(Exercise aim)
Each line of the data that includes the string "failed" is to be copied out.

[Items from a dataset]
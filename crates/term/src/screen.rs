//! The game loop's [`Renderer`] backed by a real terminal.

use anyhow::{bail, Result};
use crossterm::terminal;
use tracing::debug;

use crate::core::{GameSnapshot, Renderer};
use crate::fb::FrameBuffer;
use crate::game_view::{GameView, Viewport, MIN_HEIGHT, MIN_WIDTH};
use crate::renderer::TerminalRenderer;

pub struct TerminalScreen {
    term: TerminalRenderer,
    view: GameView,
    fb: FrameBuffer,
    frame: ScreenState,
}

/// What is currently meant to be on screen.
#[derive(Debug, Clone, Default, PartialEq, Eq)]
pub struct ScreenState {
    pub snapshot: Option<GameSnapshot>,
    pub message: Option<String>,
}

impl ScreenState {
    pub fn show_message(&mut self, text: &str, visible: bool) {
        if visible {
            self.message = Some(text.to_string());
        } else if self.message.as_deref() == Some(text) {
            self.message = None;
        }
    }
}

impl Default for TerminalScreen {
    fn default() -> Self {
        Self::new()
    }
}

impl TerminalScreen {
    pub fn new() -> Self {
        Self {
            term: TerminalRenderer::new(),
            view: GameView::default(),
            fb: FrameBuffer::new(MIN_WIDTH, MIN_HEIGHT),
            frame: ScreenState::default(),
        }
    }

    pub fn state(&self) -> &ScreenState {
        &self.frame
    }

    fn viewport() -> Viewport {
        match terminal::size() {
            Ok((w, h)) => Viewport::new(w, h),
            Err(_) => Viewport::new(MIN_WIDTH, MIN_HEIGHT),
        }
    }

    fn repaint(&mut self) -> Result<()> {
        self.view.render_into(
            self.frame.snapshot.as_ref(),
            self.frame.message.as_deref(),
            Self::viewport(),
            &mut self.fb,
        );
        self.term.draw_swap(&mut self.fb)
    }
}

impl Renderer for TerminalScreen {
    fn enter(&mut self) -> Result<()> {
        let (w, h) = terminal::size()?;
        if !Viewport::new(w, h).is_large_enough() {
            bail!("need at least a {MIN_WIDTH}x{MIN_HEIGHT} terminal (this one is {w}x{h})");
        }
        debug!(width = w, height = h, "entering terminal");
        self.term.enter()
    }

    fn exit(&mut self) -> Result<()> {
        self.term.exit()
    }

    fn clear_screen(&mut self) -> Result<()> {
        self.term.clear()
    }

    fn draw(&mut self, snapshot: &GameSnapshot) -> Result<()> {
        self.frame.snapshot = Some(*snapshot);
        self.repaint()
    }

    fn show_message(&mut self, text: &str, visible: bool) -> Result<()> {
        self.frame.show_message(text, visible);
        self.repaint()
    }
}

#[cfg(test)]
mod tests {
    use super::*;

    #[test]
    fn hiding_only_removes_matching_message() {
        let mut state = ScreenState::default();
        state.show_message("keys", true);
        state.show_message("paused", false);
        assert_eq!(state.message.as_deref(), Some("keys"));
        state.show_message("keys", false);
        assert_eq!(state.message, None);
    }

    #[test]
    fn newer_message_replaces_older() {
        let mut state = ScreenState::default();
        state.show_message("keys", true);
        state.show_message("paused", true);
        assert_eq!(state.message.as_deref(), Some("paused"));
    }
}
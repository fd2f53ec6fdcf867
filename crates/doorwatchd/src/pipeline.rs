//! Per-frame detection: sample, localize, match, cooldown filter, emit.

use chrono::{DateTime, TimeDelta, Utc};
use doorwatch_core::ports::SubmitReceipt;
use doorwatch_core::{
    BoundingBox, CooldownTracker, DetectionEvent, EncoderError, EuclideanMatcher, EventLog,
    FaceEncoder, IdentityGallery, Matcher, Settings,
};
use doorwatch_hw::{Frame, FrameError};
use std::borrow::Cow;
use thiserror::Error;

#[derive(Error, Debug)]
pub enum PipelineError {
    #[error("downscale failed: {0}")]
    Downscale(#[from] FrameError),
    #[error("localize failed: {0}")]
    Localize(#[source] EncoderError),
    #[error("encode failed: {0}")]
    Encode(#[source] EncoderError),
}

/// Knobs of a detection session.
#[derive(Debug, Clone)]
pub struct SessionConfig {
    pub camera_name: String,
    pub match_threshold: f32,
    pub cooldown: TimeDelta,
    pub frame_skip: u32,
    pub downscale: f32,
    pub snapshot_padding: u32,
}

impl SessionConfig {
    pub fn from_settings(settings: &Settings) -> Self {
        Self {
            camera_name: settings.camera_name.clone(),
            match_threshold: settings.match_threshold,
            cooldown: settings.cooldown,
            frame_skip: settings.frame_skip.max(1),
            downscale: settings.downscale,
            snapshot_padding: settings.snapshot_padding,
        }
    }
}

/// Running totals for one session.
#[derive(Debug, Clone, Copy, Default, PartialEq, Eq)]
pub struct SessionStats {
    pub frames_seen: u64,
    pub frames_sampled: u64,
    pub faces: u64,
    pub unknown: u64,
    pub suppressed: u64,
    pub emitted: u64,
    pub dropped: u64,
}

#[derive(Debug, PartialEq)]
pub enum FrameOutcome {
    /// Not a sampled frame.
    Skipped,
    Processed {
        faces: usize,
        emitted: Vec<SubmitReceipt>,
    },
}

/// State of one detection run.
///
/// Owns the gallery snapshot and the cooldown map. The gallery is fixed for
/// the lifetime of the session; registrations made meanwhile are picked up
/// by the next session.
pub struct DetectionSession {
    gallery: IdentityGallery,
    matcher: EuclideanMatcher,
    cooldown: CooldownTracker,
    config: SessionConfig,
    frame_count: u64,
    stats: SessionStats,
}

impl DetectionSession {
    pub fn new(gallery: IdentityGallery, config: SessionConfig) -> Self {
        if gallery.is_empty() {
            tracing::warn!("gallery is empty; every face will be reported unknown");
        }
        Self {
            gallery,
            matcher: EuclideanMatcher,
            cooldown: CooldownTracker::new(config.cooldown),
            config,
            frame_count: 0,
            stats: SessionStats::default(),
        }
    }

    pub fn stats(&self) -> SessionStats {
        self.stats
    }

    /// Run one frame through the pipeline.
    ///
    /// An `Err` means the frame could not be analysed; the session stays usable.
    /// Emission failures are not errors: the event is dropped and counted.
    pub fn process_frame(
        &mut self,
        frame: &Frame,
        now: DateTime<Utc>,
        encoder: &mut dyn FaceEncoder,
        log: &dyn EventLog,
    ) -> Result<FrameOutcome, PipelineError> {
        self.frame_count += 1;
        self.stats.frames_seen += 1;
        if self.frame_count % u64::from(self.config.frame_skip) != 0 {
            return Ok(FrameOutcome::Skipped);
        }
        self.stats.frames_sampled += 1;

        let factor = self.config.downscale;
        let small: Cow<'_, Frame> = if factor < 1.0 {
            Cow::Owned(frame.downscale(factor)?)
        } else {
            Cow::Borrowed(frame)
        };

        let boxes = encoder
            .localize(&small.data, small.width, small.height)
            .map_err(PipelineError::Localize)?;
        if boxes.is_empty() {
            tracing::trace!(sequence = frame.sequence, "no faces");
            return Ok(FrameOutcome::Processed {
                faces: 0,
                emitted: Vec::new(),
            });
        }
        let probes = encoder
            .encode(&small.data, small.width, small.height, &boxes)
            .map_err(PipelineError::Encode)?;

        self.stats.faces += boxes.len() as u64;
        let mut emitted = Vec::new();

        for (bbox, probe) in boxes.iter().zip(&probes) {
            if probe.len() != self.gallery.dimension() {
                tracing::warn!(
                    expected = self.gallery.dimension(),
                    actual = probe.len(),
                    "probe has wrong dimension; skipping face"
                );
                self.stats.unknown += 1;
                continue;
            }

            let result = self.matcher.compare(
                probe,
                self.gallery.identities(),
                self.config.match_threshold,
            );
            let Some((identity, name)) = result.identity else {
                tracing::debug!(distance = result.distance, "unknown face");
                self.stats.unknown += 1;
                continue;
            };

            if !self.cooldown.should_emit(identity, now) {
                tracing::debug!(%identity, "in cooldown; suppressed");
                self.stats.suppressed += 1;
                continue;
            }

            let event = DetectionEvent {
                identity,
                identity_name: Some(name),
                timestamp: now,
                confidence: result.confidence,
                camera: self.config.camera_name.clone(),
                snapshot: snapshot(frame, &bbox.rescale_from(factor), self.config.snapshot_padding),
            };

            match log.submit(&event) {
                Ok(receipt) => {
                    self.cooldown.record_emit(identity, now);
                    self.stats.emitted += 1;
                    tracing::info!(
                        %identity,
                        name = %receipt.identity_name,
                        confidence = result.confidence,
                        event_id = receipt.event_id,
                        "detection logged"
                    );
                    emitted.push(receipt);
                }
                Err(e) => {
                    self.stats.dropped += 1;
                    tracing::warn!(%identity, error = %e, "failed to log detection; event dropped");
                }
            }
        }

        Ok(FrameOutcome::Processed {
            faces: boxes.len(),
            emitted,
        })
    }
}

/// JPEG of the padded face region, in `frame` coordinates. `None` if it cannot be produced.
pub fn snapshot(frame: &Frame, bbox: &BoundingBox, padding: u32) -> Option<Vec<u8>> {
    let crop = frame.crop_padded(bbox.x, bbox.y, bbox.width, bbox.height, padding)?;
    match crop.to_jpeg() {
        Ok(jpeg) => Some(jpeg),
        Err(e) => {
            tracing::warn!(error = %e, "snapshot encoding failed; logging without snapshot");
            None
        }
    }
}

(Written response)
    #[error("downscale failed: {0}")]
    #[error("localize failed: {0}")]
    #[error("encode failed: {0}")]
                    tracing::warn!(%identity, error = %e, "failed to log detection; event dropped");
            tracing::warn!(error = %e, "snapshot encoding failed; logging without snapshot");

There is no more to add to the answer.